Best grandparenting tips to inspire children to learn

by Mary Ann on September 24, 2010

An Example of Recognizing and Responding to a Spark Part 4 – Closet Letters

A few of the grandkids

Grandparents have a wonderful opportunity to teach their grandchildren. Grandparents can share their values, what they love and anything that interests them. Grandchildren are so open. For whatever reason grandkids love to be with grandparents and whatever we say and do is of interest to them. My grandchildren listen to me. WOW!

That puts us in a wonderful position to teach them all kinds of things. We can have conversations, read books, work on the computer together and go exploring. If grandchildren aren’t close you can write Closet letters.

Ashley and her volcano

In the last three blogs I have taken you on an adventure, following a Spark with two of my grandchildren. part 1, part 2, part 3. I just received this email from their mom, “So the girls really remembered the stuff you taught them about volcanoes and even remembered all the names to stuff.” They really did learn and LOVED it. I want to extend that love of learning and fun for them and me. So here is my plan for the next few months.

When they left I realized that there were many crystals in our hall way fountain. Their little rock collection doesn’t contain much. We just didn’t have time. I am sending an egg carton with the crystals inside. I am going to purchase an inexpensive book on rocks and minerals so they can find and label their collection.

I found a poster showing the inside of a volcano which they can hang on their wall.

One of the things that really caught their attention while we were studying how rocks are made was the pictures of mummies at Pompeii. I’m going to share what happened there.

In another letter I will talk about the eruption in Iceland. I’ll be sure to include a link to the web so they can see the actual volcano going off. They will love that! I will include information about Mt. St. Helen’s.
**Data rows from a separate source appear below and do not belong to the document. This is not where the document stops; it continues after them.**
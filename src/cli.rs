//! Command-line interface definition using clap.
//!
//! This module defines:
//! - [`Args`] - CLI argument structure (for use with clap)
//! - [`TimestampFormat`] - Timestamp layout options
//! - [`OutputFormat`] - Output format options
//!
//! The enums here are thin clap-facing mirrors of the library types in
//! [`crate::config`] and [`crate::format`]; `From` conversions bridge the two
//! so the rest of the crate never depends on clap.

use clap::{Parser, ValueEnum};

/// Parse a WhatsApp chat export and print descriptive statistics
/// about who writes, when, and in what mood.
#[derive(Parser, Debug, Clone)]
#[command(name = "chatscope")]
#[command(version, about, long_about = None)]
#[command(after_help = "EXAMPLES:
    chatscope chat.txt
    chatscope chat.txt --stats
    chatscope chat.txt -u Alice -s --top 5
    chatscope chat.txt -f day-first
    chatscope chat.txt -o records.csv
    chatscope chat.txt -o records.dat --export jsonl
    chatscope chat.txt --report")]
pub struct Args {
    /// Path to the exported chat file
    pub input: String,

    /// Timestamp layout of the export (auto-detected when omitted)
    #[arg(short = 'f', long, value_enum, value_name = "FORMAT")]
    pub timestamp_format: Option<TimestampFormat>,

    /// Restrict statistics to a single author
    #[arg(short, long, value_name = "USER")]
    pub user: Option<String>,

    /// Print the full statistics dashboard
    #[arg(short, long)]
    pub stats: bool,

    /// How many rows to show in ranked tables
    #[arg(long, value_name = "N", default_value_t = 10)]
    pub top: usize,

    /// Write parsed records to this file
    #[arg(short, long, value_name = "PATH")]
    pub output: Option<String>,

    /// Format for --output (detected from the file extension when omitted)
    #[arg(long, value_enum, value_name = "FORMAT")]
    pub export: Option<OutputFormat>,

    /// Print a JSON summary report instead of the text dashboard
    #[arg(long)]
    pub report: bool,
}

/// Timestamp layout options.
///
/// WhatsApp writes export timestamps in the device's locale, so the same
/// chat can arrive as `1/2/23, 10:15` or `2/1/23, 10:15`. When no format
/// is given on the command line the parser samples the file and guesses.
#[derive(Debug, Clone, Copy, PartialEq, Eq, Hash, ValueEnum)]
pub enum TimestampFormat {
    /// Month first, 24-hour clock: M/D/YY, H:MM
    #[value(alias = "mdy")]
    MonthFirst,

    /// Month first, 12-hour clock: M/D/YY, H:MM AM
    #[value(name = "month-first-12h", alias = "mdy12")]
    MonthFirstAmPm,

    /// Day first, 24-hour clock: D/M/YY, H:MM
    #[value(alias = "dmy")]
    DayFirst,
}

impl std::fmt::Display for TimestampFormat {
    fn fmt(&self, f: &mut std::fmt::Formatter<'_>) -> std::fmt::Result {
        crate::config::TimestampFormat::from(*self).fmt(f)
    }
}

// Conversion to library config type
impl From<TimestampFormat> for crate::config::TimestampFormat {
    fn from(format: TimestampFormat) -> crate::config::TimestampFormat {
        match format {
            TimestampFormat::MonthFirst => crate::config::TimestampFormat::MonthFirst,
            TimestampFormat::MonthFirstAmPm => crate::config::TimestampFormat::MonthFirstAmPm,
            TimestampFormat::DayFirst => crate::config::TimestampFormat::DayFirst,
        }
    }
}

/// Output format options for `--export`.
#[derive(Debug, Clone, Copy, PartialEq, Eq, Hash, ValueEnum, Default)]
pub enum OutputFormat {
    /// CSV with semicolon delimiter (default)
    #[default]
    Csv,

    /// JSON array of records
    Json,

    /// JSON Lines - one JSON object per line
    Jsonl,
}

impl std::fmt::Display for OutputFormat {
    fn fmt(&self, f: &mut std::fmt::Formatter<'_>) -> std::fmt::Result {
        crate::format::OutputFormat::from(*self).fmt(f)
    }
}

// Conversion to library format type
impl From<OutputFormat> for crate::format::OutputFormat {
    fn from(format: OutputFormat) -> crate::format::OutputFormat {
        match format {
            OutputFormat::Csv => crate::format::OutputFormat::Csv,
            OutputFormat::Json => crate::format::OutputFormat::Json,
            OutputFormat::Jsonl => crate::format::OutputFormat::Jsonl,
        }
    }
}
I am sending them each a small container of body powder made from talc and reminding them what we learned about the hardness scale. I can give them a few experiments to conduct by telling them what to scratch with what. For example, a penny, which is a three on the scale, can scratch chalk which is a 1.

I want to purchase a small vile of gold flakes that they can add to their collection. Then I can talk about prospectors, the gold rush and any part of history that applies.

For Christmas I am going to send them the money for tickets to the Denver Museum of Nature & Science. They have an extensive gem and mineral display, a pair of Egyptian mummies and a terrific fossil collection.

The Colorado national monument is only 4 miles from their home so I want to send a letter all about it and the startling white and red sandstone formations they will see there.

Closet letters are a great way to engage with your grandchildren and assist your adult children in helping their children to love learning. Here are simple instructions for writing a letter kids will love.

* Do some online research on the topic . Don’t spend tons of time, just get some ideas.

* Write in a way that is age appropriate. Make the information clear, simple and understandable.

* Add LOTS of pictures to illustrate what you are talking about.

* If hand writing the letter, print or write very legibly so a child can read it themselves.     If using the computer use a large font (12-  14) and print it off. This facilitates   adding pictures easily.

* Depending on your interest, energy and time you can send a letter weekly, bi-weekly, monthly or a few times a year.

* It works well to write letters that correspond to world events, holidays and special occasions.

These letters work for children of all ages. Most of my grandchildren are under the age of 12. I have written letters about Martin Luther King, the Cherokee Indians, our scriptural cannon, The census, Fredrick Douglas and slavery, proverbs people use in daily speech, George Wythe University, Nelson Mandela, Easter and the word onomatopoeia, to name a few.

The Booth Family

When I first began sending the letters I wondered what the children thought about them. Let me share what happened. My 20 year old daughter went to visit my married daughter for Spring break. When she arrived Lizzy, the five year old said, “I know what onomatopoeia means”. Then she gave a couple of examples. The seven year old proudly said “but I know how to spell it.” This conversation took place almost two months after I sent the original letter.

These letters can really impact your grandchildren. Send one to each child or one to a family. They will LOVE learning with you.